I want to use today's blog to talk about my wonderful husband & his transition to fatherhood. I always knew Les owuld be an amazing dad, we were both on board with having a child 100% when we started TTC last fall. We were both surprised (pleasently) at how quickly we became pregnant, but I worried a little that it was too quick for Les. His friends are all still bachelors, most still live at home with their parents, none of them are anywhere near parenthood. I wondered how that would affect Les. We are almost 2 weeks in to this journey & Les is diong amazing. I can see that he really loves being a daddy, I love him more & moer when I watch him with our son. My relationship with my own father leaves much to be desired, my mom havign raised us on her own since I was three, I always knew I would marry a man who would be there for his kids, I know I havbe that in Les.
At the delivery everything happened so fast, Les was able to cut the cord & I remember the joy in both of our eyes when we learned we had a son. Then Logan began havign trouble breathing & Les had to take him down to the NICU. Before I knew it both my boys were gone. When Les got back he just broke down & sobbed. He says it was tears of joy at having a son and fear, at seeign Lgoan struggle to breathe & watching the nurses work on him to stablize him, I am sure this was horrifying, even for us as nurses to see.
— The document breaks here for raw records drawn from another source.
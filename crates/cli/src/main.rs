//! Cyclemart CLI - Database migrations and taxonomy management.
//!
//! # Usage
//!
//! ```bash
//! # Run database migrations
//! cm-cli migrate
//!
//! # Import the marketplace category tree
//! cm-cli categories import taxonomy.yaml
//!
//! # Validate a taxonomy file without touching the database
//! cm-cli categories import taxonomy.yaml --dry-run
//! ```
//!
//! # Commands
//!
//! - `migrate` - Run database migrations
//! - `categories import` - Upsert a nested category tree from YAML

#![cfg_attr(not(test), forbid(unsafe_code))]

use std::path::PathBuf;

use clap::{Parser, Subcommand};

mod commands;

#[derive(Parser)]
#[command(name = "cm-cli")]
#[command(author, version, about = "Cyclemart CLI tools")]
struct Cli {
    #[command(subcommand)]
    command: Commands,
}

#[derive(Subcommand)]
enum Commands {
    /// Run database migrations
    Migrate,
    /// Manage the marketplace taxonomy
    Categories {
        #[command(subcommand)]
        action: CategoryAction,
    },
}

#[derive(Subcommand)]
enum CategoryAction {
    /// Upsert categories from a YAML tree (`name`, `slug`, `children`)
    Import {
        /// Path to the YAML file
        file: PathBuf,

        /// Validate the file and report what would be imported
        #[arg(long)]
        dry_run: bool,
    },
}

#[tokio::main]
async fn main() {
    // Initialize tracing
    tracing_subscriber::fmt::init();

    let cli = Cli::parse();

    let result: Result<(), Box<dyn std::error::Error>> = run(cli).await;

    if let Err(e) = result {
        tracing::error!("Command failed: {e}");
        std::process::exit(1);
    }
}

async fn run(cli: Cli) -> Result<(), Box<dyn std::error::Error>> {
    match cli.command {
        Commands::Migrate => commands::migrate::run().await?,
        Commands::Categories { action } => match action {
            CategoryAction::Import { file, dry_run } => {
                commands::categories::import(&file, dry_run).await?;
            }
        },
    }
    Ok(())
}
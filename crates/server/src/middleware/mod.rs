//! HTTP middleware stack for the API.
//!
//! # Middleware Order (bottom to top in Router)
//!
//! 1. Sentry layers (hub per request, transaction per route)
//! 2. `TraceLayer` (request tracing)
//! 3. Request ID (add unique ID to each request)
//! 4. Security headers
//! 5. Rate limiting (governor), applied by the binary

pub mod auth;
pub mod rate_limit;
pub mod request_id;
pub mod security_headers;

pub use auth::{AuthUser, OptionalAuth, RequireAdmin, RequireAuth, verify_token};
pub use rate_limit::{api_rate_limiter, checkout_rate_limiter};
pub use request_id::request_id_middleware;
pub use security_headers::security_headers_middleware;
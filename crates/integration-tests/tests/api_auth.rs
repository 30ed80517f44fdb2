//! Authentication and request validation at the API edge.
//!
//! Everything here is rejected before the first query, so these tests run
//! without a database.

use axum::http::{Method, StatusCode};
use serde_json::json;
use uuid::Uuid;

use cyclemart_integration_tests::{bearer, call, offline_app};

#[tokio::test]
async fn test_protected_routes_require_token() {
    let app = offline_app();

    for (method, uri) in [
        (Method::GET, "/api/orders"),
        (Method::GET, "/api/offers"),
        (Method::POST, "/api/checkout"),
        (Method::GET, "/api/support/tickets"),
        (Method::POST, "/api/stores"),
    ] {
        let (status, body) = call(&app, method.clone(), uri, None, Some(json!({}))).await;
        assert_eq!(status, StatusCode::UNAUTHORIZED, "{method} {uri}");
        assert!(body["error"].is_string());
    }
}

#[tokio::test]
async fn test_expired_token_is_rejected() {
    let token = {
        use jsonwebtoken::{EncodingKey, Header, encode};
        let claims = json!({
            "sub": Uuid::new_v4(),
            "aud": "authenticated",
            "exp": chrono::Utc::now().timestamp() - 600,
        });
        let jwt = encode(
            &Header::default(),
            &claims,
            &EncodingKey::from_secret(cyclemart_integration_tests::JWT_SECRET.as_bytes()),
        )
        .unwrap();
        format!("Bearer {jwt}")
    };

    let (status, _) = call(&offline_app(), Method::GET, "/api/orders", Some(&token), None).await;
    assert_eq!(status, StatusCode::UNAUTHORIZED);
}

#[tokio::test]
async fn test_non_bearer_scheme_is_rejected() {
    let (status, _) = call(
        &offline_app(),
        Method::GET,
        "/api/orders",
        Some("Basic dXNlcjpwYXNz"),
        None,
    )
    .await;
    assert_eq!(status, StatusCode::UNAUTHORIZED);
}

#[tokio::test]
async fn test_admin_routes_require_admin_role() {
    let app = offline_app();
    let buyer = bearer(Uuid::new_v4(), false);

    for (method, uri) in [
        (Method::GET, "/api/admin/curation".to_string()),
        (
            Method::POST,
            format!("/api/admin/images/{}/cycle", Uuid::new_v4()),
        ),
        (
            Method::POST,
            format!("/api/admin/products/{}/images/complete", Uuid::new_v4()),
        ),
        (Method::GET, "/api/admin/webhooks/diagnostics".to_string()),
    ] {
        let (status, _) = call(&app, method.clone(), &uri, Some(&buyer), None).await;
        assert_eq!(status, StatusCode::FORBIDDEN, "{method} {uri}");
    }
}

#[tokio::test]
async fn test_admin_routes_require_token() {
    let (status, _) = call(&offline_app(), Method::GET, "/api/admin/curation", None, None).await;
    assert_eq!(status, StatusCode::UNAUTHORIZED);
}

#[tokio::test]
async fn test_offer_amount_must_be_a_number() {
    let (status, _) = call(
        &offline_app(),
        Method::POST,
        "/api/offers",
        Some(&bearer(Uuid::new_v4(), false)),
        Some(json!({ "product_id": Uuid::new_v4(), "amount": "lots" })),
    )
    .await;
    assert_eq!(status, StatusCode::BAD_REQUEST);
}

#[tokio::test]
async fn test_support_ticket_validation() {
    let app = offline_app();
    let buyer = bearer(Uuid::new_v4(), false);

    let (status, body) = call(
        &app,
        Method::POST,
        "/api/support/tickets",
        Some(&buyer),
        Some(json!({
            "category": "account",
            "subject": "Hi",
            "description": "I cannot change my email address anywhere.",
        })),
    )
    .await;
    assert_eq!(status, StatusCode::BAD_REQUEST);
    assert_eq!(body["error"], "subject must be between 5 and 120 characters");

    let (status, _) = call(
        &app,
        Method::POST,
        "/api/support/tickets",
        Some(&buyer),
        Some(json!({
            "category": "refund_request",
            "subject": "Refund please",
            "description": "The bike was damaged in transit and unusable.",
        })),
    )
    .await;
    assert_eq!(status, StatusCode::BAD_REQUEST);
}

#[tokio::test]
async fn test_webhook_signature_is_required() {
    let (status, _) = call(
        &offline_app(),
        Method::POST,
        "/api/webhooks/stripe",
        None,
        Some(json!({ "id": "evt_1", "type": "checkout.session.completed" })),
    )
    .await;
    assert_eq!(status, StatusCode::BAD_REQUEST);
}
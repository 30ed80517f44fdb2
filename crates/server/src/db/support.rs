//! Support ticket repository.

use sqlx::PgPool;

use cyclemart_core::support::ValidTicket;
use cyclemart_core::{ProfileId, TicketId, TicketStatus};

use super::RepositoryError;
use crate::models::{Ticket, TicketMessage};

const TICKET_COLUMNS: &str =
    "id, profile_id, order_id, category, subject, description, status, created_at, updated_at";

/// Repository for support tickets and their threads.
pub struct SupportRepository<'a> {
    pool: &'a PgPool,
}

impl<'a> SupportRepository<'a> {
    /// Create a new support repository.
    #[must_use]
    pub const fn new(pool: &'a PgPool) -> Self {
        Self { pool }
    }

    /// Open a ticket for `profile`.
    ///
    /// # Errors
    ///
    /// Returns `RepositoryError::Database` if the insert fails.
    pub async fn create(
        &self,
        profile: ProfileId,
        ticket: &ValidTicket,
    ) -> Result<Ticket, RepositoryError> {
        let created = sqlx::query_as::<_, Ticket>(&format!(
            r"
            INSERT INTO marketplace.support_ticket
                (profile_id, order_id, category, subject, description)
            VALUES ($1, $2, $3, $4, $5)
            RETURNING {TICKET_COLUMNS}
            "
        ))
        .bind(profile)
        .bind(ticket.order_id)
        .bind(ticket.category)
        .bind(&ticket.subject)
        .bind(&ticket.description)
        .fetch_one(self.pool)
        .await?;
        Ok(created)
    }

    /// A profile's tickets, most recently updated first.
    ///
    /// # Errors
    ///
    /// Returns `RepositoryError::Database` if the query fails.
    pub async fn list_for(&self, profile: ProfileId) -> Result<Vec<Ticket>, RepositoryError> {
        let tickets = sqlx::query_as::<_, Ticket>(&format!(
            r"
            SELECT {TICKET_COLUMNS} FROM marketplace.support_ticket
            WHERE profile_id = $1
            ORDER BY updated_at DESC
            "
        ))
        .bind(profile)
        .fetch_all(self.pool)
        .await?;
        Ok(tickets)
    }

    /// Get a ticket by ID.
    ///
    /// # Errors
    ///
    /// Returns `RepositoryError::Database` if the query fails.
    pub async fn get(&self, id: TicketId) -> Result<Option<Ticket>, RepositoryError> {
        let ticket = sqlx::query_as::<_, Ticket>(&format!(
            "SELECT {TICKET_COLUMNS} FROM marketplace.support_ticket WHERE id = $1"
        ))
        .bind(id)
        .fetch_optional(self.pool)
        .await?;
        Ok(ticket)
    }

    /// A ticket's thread, oldest first.
    ///
    /// # Errors
    ///
    /// Returns `RepositoryError::Database` if the query fails.
    pub async fn messages(&self, id: TicketId) -> Result<Vec<TicketMessage>, RepositoryError> {
        let messages = sqlx::query_as::<_, TicketMessage>(
            r"
            SELECT id, author_id, from_staff, body, created_at
            FROM marketplace.ticket_message
            WHERE ticket_id = $1
            ORDER BY created_at, id
            ",
        )
        .bind(id)
        .fetch_all(self.pool)
        .await?;
        Ok(messages)
    }

    /// Append a message and move the ticket to `status` in one transaction.
    ///
    /// # Errors
    ///
    /// Returns `RepositoryError::Database` if a statement fails.
    pub async fn add_message(
        &self,
        ticket: TicketId,
        author: ProfileId,
        from_staff: bool,
        body: &str,
        status: TicketStatus,
    ) -> Result<TicketMessage, RepositoryError> {
        let mut tx = self.pool.begin().await?;

        let message = sqlx::query_as::<_, TicketMessage>(
            r"
            INSERT INTO marketplace.ticket_message (ticket_id, author_id, from_staff, body)
            VALUES ($1, $2, $3, $4)
            RETURNING id, author_id, from_staff, body, created_at
            ",
        )
        .bind(ticket)
        .bind(author)
        .bind(from_staff)
        .bind(body)
        .fetch_one(&mut *tx)
        .await?;

        sqlx::query(
            "UPDATE marketplace.support_ticket SET status = $2, updated_at = NOW() WHERE id = $1",
        )
        .bind(ticket)
        .bind(status)
        .execute(&mut *tx)
        .await?;

        tx.commit().await?;
        Ok(message)
    }

    /// Move a ticket from `from` to `to`.
    ///
    /// # Errors
    ///
    /// Returns `RepositoryError::Conflict` if the ticket is no longer in `from`.
    pub async fn set_status(
        &self,
        id: TicketId,
        from: TicketStatus,
        to: TicketStatus,
    ) -> Result<Ticket, RepositoryError> {
        let ticket = sqlx::query_as::<_, Ticket>(&format!(
            r"
            UPDATE marketplace.support_ticket
            SET status = $3, updated_at = NOW()
            WHERE id = $1 AND status = $2
            RETURNING {TICKET_COLUMNS}
            "
        ))
        .bind(id)
        .bind(from)
        .bind(to)
        .fetch_optional(self.pool)
        .await?;
        ticket.ok_or_else(|| RepositoryError::Conflict("ticket status changed, reload it".to_owned()))
    }
}
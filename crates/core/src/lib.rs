//! Cyclemart Core - Shared domain types and marketplace rules.
//!
//! This crate provides the types and pure business rules used by the
//! Cyclemart components:
//! - `server` - JSON API for listings, stores, offers, checkout and support
//! - `cli` - Command-line tools for migrations and taxonomy management
//!
//! # Architecture
//!
//! The core crate contains only types and deterministic functions - no I/O, no
//! database access, no HTTP clients. Handlers fetch rows, call into these
//! modules, and persist whatever they decide.
//!
//! # Modules
//!
//! - [`types`] - Newtype IDs, money helpers and status enums
//! - [`similarity`] - Weighted similar-products scoring
//! - [`images`] - Image curation state machine and JSONB/table reconciliation
//! - [`offers`] - Offer / counter-offer negotiation rules
//! - [`delivery`] - Store delivery fee quotes
//! - [`support`] - Support ticket wizard validation and status flow

#![cfg_attr(not(test), forbid(unsafe_code))]

pub mod delivery;
pub mod images;
pub mod offers;
pub mod similarity;
pub mod support;
pub mod types;

pub use types::*;
//! Support ticket domain types.

use chrono::{DateTime, Utc};
use serde::Serialize;

use cyclemart_core::support::TicketCategory;
use cyclemart_core::{OrderId, ProfileId, TicketId, TicketMessageId, TicketStatus};

/// A buyer-support ticket.
#[derive(Debug, Clone, Serialize, sqlx::FromRow)]
pub struct Ticket {
    pub id: TicketId,
    pub profile_id: ProfileId,
    pub order_id: Option<OrderId>,
    pub category: TicketCategory,
    pub subject: String,
    pub description: String,
    pub status: TicketStatus,
    pub created_at: DateTime<Utc>,
    pub updated_at: DateTime<Utc>,
}

/// A reply on a ticket thread.
#[derive(Debug, Clone, Serialize, sqlx::FromRow)]
pub struct TicketMessage {
    pub id: TicketMessageId,
    pub author_id: ProfileId,
    pub from_staff: bool,
    pub body: String,
    pub created_at: DateTime<Utc>,
}

/// A ticket with its thread.
#[derive(Debug, Clone, Serialize)]
pub struct TicketDetail {
    #[serde(flatten)]
    pub ticket: Ticket,
    pub messages: Vec<TicketMessage>,
}
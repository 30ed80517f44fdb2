//! Security headers for JSON API responses.
//!
//! The API never serves HTML, so the policy denies everything a browser could
//! load from a response.

use axum::{
    extract::Request,
    http::{
        HeaderName, HeaderValue,
        header::{
            CACHE_CONTROL, CONTENT_SECURITY_POLICY, REFERRER_POLICY, STRICT_TRANSPORT_SECURITY,
            X_CONTENT_TYPE_OPTIONS, X_FRAME_OPTIONS,
        },
    },
    middleware::Next,
    response::Response,
};

/// Add security headers to all responses.
///
/// Headers applied:
/// - `Content-Security-Policy: default-src 'none'; frame-ancestors 'none'`
/// - `X-Frame-Options: DENY`
/// - `X-Content-Type-Options: nosniff`
/// - `Referrer-Policy: no-referrer`
/// - `Strict-Transport-Security: max-age=63072000; includeSubDomains`
/// - `Cache-Control: no-store` unless the handler set its own
/// - `Cross-Origin-Resource-Policy: same-site`
pub async fn security_headers_middleware(request: Request, next: Next) -> Response {
    let mut response = next.run(request).await;
    let headers = response.headers_mut();

    headers.insert(
        CONTENT_SECURITY_POLICY,
        HeaderValue::from_static("default-src 'none'; frame-ancestors 'none'"),
    );
    headers.insert(X_FRAME_OPTIONS, HeaderValue::from_static("DENY"));
    headers.insert(X_CONTENT_TYPE_OPTIONS, HeaderValue::from_static("nosniff"));
    headers.insert(REFERRER_POLICY, HeaderValue::from_static("no-referrer"));
    headers.insert(
        STRICT_TRANSPORT_SECURITY,
        HeaderValue::from_static("max-age=63072000; includeSubDomains"),
    );

    // Public listing endpoints may opt into caching
    if !headers.contains_key(CACHE_CONTROL) {
        headers.insert(CACHE_CONTROL, HeaderValue::from_static("no-store"));
    }

    headers.insert(
        HeaderName::from_static("cross-origin-resource-policy"),
        HeaderValue::from_static("same-site"),
    );

    response
}

#[cfg(test)]
#[allow(clippy::unwrap_used)]
mod tests {
    use axum::{Router, body::Body, http::Request, middleware, routing::get};
    use tower::ServiceExt;

    use super::*;

    #[tokio::test]
    async fn test_headers_applied() {
        let app = Router::new()
            .route("/", get(|| async { "ok" }))
            .layer(middleware::from_fn(security_headers_middleware));

        let response = app
            .oneshot(Request::builder().uri("/").body(Body::empty()).unwrap())
            .await
            .unwrap();
        let headers = response.headers();

        assert_eq!(headers[X_FRAME_OPTIONS], "DENY");
        assert_eq!(headers[X_CONTENT_TYPE_OPTIONS], "nosniff");
        assert_eq!(headers[CACHE_CONTROL], "no-store");
    }

    #[tokio::test]
    async fn test_handler_cache_control_kept() {
        let app = Router::new()
            .route(
                "/",
                get(|| async { ([(CACHE_CONTROL, "public, max-age=60")], "ok") }),
            )
            .layer(middleware::from_fn(security_headers_middleware));

        let response = app
            .oneshot(Request::builder().uri("/").body(Body::empty()).unwrap())
            .await
            .unwrap();
        assert_eq!(response.headers()[CACHE_CONTROL], "public, max-age=60");
    }
}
Les is such a natural with Logan. Here they are in the hospital sneaking in some snuggles in between Logan's phototherapy. I really hate that most of his first week was spent in an isolette not being cuddled & loved on like a baby should. We are working on making up for all that time now!
Les loved his boy & had np problem right from day one takign him in & out of the isolette, doing diaper duty etc. He wants to be hands on 100%.
When Logan first went to the NICU his daddy carried him there. He stayed with him while they stablized him & put him on CPAP and started an IV. He even let Logan hold his little finger & talked to him to comfort him, I am sad I couldn't be with my son them but so glad his daddy was there with him.
Now that we are home Les has stepped up his daddy duties. And these duties of course include cuddles & hugs. I love how affectionate he is with Logan, he kisses & loves on him and is always talking to him telling him how much he means to us. Look at them, two peas in a pod!
Giving his boy lots of hugs and kisses! Remember we have a while week to make up for!
Les has taken Logan's baths on as his task. Although I LOVE bathing babies I am glad to step back & let them have this time. I after all am nursing & get lots of alone time to bond with Logan. Even with our little 5lb newborn Les is comfortable bathign him all on his own, I can take a nap or a break, its nice. I think it gives them a nice chance to bond as well since Logan loves his bath!
Les doesn't do everything exactly how I would do it. He has his own way. A great example is this photo. Logan peed all over himself during a diaper change & so Les just stuck him under the tap to clean him off! It works, and happens quite often at home! LOL
I love both my boys, I feel so very blessed to have a wonderful loving husband. He has been wonderful this past week makign sure the house is together that I am cared for & that of course Logan has everything he needs. He had to go back to work today & we are both missing him lots. Nothign made me happier then when Les came into the kitchen with Logan in his arms (even tho he woke him) kissing him & telling him he would miss him today.